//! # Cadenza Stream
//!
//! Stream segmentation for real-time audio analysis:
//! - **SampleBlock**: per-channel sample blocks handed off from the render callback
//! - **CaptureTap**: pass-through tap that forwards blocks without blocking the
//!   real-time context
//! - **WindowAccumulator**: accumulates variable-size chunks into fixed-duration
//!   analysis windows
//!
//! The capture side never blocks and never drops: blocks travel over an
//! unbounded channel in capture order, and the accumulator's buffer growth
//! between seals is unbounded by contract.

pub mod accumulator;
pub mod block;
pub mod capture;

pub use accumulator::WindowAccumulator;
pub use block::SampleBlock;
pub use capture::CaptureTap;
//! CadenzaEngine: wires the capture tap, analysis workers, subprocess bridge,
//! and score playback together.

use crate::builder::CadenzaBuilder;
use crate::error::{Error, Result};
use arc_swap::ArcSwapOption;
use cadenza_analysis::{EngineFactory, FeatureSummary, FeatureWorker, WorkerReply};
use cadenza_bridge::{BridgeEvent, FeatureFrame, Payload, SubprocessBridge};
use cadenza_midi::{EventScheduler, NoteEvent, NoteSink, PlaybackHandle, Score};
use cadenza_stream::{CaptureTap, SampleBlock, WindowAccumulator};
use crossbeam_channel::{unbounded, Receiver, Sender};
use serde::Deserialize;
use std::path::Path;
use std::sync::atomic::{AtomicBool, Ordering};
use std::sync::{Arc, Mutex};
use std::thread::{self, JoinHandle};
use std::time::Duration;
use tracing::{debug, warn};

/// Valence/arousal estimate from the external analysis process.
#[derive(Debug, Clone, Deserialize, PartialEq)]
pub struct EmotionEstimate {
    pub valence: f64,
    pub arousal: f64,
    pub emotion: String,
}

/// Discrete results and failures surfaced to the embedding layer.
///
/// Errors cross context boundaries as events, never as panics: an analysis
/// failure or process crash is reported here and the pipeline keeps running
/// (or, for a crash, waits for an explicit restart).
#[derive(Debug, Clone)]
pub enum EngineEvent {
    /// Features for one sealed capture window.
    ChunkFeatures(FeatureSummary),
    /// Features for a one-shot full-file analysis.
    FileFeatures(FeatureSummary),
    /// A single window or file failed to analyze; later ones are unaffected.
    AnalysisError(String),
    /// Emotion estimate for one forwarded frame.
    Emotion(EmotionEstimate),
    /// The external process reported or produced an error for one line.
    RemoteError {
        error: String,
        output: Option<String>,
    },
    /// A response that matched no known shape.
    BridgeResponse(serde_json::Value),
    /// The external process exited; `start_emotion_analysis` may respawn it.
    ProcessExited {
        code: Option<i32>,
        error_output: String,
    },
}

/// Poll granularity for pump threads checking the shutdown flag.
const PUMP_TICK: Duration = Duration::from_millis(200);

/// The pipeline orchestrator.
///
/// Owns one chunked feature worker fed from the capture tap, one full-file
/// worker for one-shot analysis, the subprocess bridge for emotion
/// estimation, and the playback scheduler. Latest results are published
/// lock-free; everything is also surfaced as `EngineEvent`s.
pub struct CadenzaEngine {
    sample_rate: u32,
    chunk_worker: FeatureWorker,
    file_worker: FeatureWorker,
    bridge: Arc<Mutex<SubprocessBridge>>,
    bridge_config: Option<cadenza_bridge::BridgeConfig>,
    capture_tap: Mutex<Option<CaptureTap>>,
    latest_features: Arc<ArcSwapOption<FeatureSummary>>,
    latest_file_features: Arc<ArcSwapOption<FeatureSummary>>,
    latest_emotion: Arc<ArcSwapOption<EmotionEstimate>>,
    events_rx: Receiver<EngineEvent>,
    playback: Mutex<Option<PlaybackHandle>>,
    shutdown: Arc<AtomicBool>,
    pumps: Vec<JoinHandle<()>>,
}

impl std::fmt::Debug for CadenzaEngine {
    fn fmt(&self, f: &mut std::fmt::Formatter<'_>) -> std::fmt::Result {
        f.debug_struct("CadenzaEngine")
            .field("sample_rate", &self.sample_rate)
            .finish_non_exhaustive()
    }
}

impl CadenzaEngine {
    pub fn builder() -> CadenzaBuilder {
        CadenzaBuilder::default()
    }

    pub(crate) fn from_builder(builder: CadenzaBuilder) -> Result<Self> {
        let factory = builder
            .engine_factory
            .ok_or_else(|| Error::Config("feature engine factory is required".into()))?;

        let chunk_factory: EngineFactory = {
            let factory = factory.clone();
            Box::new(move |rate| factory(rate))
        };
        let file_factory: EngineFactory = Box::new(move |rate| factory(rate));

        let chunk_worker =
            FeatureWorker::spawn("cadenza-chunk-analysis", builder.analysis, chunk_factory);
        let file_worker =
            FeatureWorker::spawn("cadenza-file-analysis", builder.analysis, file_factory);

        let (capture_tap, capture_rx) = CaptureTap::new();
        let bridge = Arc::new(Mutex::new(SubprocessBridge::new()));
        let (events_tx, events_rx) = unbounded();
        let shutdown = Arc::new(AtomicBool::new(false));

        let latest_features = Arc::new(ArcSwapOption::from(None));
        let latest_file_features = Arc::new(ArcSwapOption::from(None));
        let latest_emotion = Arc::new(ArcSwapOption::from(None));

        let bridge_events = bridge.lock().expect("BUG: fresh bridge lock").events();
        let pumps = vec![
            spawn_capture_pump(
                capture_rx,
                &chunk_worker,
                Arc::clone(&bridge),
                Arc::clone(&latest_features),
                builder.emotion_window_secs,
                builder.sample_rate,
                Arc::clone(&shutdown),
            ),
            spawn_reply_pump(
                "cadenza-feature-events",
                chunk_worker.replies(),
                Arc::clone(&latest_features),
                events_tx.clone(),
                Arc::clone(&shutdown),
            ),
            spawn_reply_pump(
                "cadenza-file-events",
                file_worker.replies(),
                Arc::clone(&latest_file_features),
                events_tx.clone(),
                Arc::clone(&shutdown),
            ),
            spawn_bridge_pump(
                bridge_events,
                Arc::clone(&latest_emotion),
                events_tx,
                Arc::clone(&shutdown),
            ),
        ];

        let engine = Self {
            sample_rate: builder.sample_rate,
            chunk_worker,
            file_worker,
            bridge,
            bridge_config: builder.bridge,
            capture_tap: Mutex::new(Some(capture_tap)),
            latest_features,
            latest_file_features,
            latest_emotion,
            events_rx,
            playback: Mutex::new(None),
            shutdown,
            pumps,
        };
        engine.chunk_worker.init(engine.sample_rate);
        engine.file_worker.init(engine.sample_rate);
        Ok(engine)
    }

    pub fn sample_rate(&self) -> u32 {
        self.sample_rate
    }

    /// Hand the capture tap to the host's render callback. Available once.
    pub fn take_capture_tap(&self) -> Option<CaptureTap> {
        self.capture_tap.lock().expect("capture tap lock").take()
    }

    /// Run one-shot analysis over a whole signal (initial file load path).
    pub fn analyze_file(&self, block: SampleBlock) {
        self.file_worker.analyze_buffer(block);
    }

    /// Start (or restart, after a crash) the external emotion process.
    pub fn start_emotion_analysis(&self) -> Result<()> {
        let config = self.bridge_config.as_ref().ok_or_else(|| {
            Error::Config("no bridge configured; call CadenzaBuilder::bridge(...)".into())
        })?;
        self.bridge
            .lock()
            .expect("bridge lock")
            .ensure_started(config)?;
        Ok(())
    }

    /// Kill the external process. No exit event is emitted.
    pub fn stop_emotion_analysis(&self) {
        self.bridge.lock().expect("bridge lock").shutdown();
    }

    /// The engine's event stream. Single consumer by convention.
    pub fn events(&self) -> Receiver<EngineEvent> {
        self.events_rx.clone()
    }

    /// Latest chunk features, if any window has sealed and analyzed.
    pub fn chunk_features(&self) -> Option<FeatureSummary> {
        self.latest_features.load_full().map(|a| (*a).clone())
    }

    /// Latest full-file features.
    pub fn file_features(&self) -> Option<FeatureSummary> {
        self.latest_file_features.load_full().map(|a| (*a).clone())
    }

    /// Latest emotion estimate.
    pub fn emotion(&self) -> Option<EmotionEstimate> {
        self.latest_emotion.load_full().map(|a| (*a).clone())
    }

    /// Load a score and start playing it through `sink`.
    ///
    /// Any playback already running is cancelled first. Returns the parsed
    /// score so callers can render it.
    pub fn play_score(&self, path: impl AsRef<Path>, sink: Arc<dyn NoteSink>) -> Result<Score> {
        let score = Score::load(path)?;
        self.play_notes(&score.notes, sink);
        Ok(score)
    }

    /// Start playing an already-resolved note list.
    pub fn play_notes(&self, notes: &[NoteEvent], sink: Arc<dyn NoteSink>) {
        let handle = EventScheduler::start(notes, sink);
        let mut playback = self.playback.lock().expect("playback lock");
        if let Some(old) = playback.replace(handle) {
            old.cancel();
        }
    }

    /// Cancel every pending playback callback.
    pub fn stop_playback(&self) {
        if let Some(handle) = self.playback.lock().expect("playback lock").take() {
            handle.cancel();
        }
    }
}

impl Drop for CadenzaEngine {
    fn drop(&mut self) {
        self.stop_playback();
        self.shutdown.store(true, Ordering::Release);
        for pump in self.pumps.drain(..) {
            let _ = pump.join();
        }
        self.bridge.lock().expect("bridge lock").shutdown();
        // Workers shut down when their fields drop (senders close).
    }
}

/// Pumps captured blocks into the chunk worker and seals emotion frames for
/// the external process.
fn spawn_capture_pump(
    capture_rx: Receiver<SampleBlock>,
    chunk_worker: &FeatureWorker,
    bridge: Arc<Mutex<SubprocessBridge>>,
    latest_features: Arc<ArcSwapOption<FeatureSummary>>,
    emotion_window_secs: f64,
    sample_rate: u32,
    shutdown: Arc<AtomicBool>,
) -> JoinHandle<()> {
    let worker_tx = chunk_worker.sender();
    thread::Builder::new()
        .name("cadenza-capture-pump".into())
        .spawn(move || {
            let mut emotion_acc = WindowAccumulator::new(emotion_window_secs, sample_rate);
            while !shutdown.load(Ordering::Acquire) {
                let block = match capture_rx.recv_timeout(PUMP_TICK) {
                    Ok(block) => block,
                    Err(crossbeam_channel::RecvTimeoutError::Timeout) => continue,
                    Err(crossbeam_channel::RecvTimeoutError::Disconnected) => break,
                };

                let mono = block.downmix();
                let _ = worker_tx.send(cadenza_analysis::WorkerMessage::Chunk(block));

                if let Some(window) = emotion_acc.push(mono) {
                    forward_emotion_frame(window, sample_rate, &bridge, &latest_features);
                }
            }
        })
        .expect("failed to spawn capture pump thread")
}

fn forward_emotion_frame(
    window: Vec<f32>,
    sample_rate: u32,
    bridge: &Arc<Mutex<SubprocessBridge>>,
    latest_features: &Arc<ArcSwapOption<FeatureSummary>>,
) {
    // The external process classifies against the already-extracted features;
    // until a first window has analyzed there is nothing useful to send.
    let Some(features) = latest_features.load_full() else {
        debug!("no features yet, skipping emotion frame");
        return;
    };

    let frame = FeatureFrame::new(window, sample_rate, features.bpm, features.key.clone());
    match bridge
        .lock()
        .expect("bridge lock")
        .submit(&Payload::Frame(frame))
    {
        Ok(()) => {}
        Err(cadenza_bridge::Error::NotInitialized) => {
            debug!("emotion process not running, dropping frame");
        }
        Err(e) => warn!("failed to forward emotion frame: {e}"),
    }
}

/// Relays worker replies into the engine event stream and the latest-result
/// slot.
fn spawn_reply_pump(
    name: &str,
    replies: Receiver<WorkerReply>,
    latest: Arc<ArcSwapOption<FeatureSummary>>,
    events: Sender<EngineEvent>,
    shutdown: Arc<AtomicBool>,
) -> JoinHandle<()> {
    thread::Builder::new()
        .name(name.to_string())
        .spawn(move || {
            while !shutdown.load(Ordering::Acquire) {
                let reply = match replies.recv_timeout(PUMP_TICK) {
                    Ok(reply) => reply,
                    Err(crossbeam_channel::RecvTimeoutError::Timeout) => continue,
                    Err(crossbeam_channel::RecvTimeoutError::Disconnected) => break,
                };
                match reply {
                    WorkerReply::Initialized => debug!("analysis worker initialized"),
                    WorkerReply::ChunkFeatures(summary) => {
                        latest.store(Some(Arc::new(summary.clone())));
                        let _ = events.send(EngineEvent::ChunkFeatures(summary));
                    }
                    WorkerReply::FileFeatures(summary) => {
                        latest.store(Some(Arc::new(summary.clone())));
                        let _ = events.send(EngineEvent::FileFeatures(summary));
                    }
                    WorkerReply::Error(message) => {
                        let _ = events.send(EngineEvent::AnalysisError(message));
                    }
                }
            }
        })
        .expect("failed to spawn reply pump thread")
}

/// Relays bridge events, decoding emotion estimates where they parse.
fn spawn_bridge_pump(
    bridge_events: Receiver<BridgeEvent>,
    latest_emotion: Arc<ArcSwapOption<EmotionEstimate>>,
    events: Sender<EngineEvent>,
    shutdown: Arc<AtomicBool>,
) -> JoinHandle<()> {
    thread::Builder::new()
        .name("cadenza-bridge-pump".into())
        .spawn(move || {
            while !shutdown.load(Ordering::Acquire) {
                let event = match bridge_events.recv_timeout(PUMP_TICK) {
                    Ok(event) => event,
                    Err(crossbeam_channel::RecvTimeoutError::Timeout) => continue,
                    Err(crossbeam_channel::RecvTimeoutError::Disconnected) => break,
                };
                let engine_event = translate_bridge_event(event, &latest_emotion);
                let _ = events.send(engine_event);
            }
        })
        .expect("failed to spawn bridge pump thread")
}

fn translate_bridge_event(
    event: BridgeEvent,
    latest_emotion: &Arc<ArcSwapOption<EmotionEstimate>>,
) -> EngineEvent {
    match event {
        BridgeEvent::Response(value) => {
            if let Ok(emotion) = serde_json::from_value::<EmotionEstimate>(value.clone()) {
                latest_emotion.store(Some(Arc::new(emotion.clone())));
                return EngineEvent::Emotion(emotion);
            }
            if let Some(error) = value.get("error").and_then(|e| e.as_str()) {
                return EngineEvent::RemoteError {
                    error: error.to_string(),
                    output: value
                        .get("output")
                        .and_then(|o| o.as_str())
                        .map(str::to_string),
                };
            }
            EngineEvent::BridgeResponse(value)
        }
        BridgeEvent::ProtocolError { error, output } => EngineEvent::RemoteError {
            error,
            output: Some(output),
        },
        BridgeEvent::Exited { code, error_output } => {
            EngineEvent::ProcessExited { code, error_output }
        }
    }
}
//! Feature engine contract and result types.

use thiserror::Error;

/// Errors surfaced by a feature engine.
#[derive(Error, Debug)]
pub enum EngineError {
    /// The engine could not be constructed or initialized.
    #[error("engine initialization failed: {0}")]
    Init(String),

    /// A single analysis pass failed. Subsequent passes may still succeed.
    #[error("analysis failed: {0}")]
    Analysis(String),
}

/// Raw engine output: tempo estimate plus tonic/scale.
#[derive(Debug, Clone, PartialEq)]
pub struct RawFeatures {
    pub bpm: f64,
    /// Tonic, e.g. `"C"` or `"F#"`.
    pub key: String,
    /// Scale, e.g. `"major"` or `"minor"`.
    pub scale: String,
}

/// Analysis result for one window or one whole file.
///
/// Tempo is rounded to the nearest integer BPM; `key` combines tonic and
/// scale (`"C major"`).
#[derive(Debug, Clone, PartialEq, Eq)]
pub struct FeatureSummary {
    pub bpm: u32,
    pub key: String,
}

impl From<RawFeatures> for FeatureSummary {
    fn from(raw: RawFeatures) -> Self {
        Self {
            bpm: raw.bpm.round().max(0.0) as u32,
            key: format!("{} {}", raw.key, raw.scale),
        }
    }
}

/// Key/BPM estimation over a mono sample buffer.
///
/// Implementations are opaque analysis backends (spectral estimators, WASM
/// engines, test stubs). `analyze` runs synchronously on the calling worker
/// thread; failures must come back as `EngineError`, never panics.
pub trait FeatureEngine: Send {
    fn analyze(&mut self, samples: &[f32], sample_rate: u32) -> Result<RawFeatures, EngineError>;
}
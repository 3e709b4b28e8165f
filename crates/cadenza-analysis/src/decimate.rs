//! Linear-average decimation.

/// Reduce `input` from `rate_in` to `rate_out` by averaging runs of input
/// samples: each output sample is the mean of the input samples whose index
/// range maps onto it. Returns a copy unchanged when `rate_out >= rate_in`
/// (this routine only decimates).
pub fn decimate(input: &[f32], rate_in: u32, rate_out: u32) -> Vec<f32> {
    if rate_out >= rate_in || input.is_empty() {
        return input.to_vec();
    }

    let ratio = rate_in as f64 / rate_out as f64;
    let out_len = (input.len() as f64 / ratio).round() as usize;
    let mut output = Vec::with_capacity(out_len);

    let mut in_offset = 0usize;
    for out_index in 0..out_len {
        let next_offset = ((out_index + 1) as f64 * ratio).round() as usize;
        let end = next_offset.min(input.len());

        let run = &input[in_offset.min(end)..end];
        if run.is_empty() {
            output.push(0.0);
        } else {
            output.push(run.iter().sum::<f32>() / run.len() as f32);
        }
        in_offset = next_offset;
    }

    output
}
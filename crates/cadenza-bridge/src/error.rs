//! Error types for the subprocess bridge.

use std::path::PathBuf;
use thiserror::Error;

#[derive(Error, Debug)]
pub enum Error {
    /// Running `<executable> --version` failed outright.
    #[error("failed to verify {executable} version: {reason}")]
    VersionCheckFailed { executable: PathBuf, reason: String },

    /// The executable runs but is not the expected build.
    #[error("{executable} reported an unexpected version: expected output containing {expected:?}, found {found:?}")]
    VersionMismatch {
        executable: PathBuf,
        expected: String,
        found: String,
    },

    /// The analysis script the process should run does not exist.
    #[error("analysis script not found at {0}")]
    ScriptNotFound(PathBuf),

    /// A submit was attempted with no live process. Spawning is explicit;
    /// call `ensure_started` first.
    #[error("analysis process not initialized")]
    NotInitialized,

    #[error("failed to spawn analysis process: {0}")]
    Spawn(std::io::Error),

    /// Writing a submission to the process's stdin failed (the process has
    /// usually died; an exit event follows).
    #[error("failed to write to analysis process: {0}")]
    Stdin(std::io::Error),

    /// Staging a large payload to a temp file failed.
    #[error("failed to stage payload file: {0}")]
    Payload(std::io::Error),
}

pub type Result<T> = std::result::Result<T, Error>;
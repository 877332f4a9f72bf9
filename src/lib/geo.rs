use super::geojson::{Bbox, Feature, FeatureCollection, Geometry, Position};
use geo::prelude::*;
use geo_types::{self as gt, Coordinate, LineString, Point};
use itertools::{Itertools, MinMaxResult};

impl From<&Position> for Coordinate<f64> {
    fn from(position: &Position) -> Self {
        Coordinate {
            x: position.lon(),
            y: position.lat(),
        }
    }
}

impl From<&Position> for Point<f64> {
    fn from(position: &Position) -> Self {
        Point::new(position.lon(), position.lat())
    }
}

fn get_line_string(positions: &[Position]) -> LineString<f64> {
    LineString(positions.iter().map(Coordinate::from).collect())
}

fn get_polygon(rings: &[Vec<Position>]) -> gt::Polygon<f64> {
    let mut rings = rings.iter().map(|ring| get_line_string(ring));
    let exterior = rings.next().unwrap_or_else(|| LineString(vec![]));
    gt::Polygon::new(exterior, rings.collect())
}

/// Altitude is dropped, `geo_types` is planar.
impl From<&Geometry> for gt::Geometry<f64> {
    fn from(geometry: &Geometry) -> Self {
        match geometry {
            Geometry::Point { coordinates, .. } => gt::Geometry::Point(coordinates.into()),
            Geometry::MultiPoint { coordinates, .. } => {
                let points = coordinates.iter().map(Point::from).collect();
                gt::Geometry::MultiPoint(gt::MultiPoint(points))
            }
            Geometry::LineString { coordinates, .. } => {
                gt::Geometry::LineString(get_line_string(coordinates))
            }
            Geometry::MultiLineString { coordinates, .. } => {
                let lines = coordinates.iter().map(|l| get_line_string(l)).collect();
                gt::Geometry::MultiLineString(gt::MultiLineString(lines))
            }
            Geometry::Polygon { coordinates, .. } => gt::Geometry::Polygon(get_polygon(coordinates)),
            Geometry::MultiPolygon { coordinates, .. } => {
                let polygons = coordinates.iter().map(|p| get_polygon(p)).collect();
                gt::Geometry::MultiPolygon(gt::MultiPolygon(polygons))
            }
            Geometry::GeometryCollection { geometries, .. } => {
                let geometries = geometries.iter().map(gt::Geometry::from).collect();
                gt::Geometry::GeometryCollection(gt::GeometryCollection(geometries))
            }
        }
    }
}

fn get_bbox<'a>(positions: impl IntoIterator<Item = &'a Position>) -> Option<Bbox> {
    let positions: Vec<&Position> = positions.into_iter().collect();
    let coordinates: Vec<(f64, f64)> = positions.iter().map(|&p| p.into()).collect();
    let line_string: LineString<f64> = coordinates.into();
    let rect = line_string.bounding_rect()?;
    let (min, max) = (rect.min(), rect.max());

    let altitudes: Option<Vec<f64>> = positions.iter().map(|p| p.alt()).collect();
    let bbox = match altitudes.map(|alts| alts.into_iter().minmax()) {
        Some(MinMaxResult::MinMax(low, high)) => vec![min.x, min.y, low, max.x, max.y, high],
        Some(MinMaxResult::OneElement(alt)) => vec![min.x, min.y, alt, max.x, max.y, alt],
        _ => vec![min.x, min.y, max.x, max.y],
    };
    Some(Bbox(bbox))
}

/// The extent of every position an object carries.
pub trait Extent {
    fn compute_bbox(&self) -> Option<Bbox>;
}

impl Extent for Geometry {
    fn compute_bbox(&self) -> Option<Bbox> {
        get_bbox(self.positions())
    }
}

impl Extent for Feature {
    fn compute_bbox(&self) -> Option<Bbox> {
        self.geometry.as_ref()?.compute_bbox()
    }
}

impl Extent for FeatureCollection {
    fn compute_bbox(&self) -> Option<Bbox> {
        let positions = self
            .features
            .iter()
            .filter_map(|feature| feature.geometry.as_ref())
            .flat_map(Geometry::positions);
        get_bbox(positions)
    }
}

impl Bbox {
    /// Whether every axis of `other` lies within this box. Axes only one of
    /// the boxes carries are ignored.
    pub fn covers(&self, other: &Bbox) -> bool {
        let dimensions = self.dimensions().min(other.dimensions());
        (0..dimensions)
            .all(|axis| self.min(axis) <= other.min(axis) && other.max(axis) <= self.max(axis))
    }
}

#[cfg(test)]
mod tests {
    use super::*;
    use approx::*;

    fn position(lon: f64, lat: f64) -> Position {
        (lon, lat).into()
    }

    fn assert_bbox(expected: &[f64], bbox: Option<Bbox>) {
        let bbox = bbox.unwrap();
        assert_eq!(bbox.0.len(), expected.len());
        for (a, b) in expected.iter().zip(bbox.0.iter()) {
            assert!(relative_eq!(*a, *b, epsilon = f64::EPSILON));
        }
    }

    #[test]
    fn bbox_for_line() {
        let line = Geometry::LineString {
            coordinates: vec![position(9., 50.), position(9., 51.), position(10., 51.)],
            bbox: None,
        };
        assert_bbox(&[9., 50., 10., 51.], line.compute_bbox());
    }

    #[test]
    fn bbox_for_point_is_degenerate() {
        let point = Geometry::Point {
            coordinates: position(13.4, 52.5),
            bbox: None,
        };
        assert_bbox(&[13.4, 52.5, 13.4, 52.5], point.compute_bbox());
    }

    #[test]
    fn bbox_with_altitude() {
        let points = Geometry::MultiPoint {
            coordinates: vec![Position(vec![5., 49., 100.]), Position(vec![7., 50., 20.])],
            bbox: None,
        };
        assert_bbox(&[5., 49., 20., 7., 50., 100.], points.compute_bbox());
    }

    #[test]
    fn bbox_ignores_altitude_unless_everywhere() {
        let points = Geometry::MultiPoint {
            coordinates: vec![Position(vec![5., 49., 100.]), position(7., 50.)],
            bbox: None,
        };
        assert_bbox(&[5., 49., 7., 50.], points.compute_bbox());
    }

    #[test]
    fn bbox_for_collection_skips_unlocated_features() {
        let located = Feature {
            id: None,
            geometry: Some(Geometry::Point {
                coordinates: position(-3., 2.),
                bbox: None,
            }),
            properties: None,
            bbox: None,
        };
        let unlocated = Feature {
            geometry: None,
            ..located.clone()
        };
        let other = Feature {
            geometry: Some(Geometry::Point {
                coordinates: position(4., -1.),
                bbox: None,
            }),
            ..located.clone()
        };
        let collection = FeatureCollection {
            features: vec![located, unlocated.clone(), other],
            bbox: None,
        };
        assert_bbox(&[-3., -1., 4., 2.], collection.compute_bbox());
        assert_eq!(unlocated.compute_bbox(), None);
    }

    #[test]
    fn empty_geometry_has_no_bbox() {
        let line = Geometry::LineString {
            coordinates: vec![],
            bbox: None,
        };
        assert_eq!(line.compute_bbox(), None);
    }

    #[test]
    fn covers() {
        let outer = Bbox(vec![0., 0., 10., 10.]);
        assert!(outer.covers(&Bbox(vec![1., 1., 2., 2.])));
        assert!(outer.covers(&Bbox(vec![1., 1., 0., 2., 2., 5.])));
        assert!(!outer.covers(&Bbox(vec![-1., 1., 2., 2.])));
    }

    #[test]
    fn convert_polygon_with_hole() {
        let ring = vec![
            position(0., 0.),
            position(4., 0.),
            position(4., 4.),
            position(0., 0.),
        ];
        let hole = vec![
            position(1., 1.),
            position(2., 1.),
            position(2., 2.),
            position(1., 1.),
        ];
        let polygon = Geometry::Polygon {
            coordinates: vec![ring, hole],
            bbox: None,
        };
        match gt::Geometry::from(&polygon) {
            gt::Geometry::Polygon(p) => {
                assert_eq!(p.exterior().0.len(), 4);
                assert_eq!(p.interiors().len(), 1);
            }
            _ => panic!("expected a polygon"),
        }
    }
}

- _Task goal_:
Only the lines above from the one with "event is emitted." up to and including the one with "pub fn events(&self)" should be repeated, exactly as written.

- _Solution_:
    /// Kill the external process. No exit event is emitted.
    pub fn stop_emotion_analysis(&self) {
        self.bridge.lock().expect("bridge lock").shutdown();
    }

    /// The engine's event stream. Single consumer by convention.
    pub fn events(&self) -> Receiver<EngineEvent> {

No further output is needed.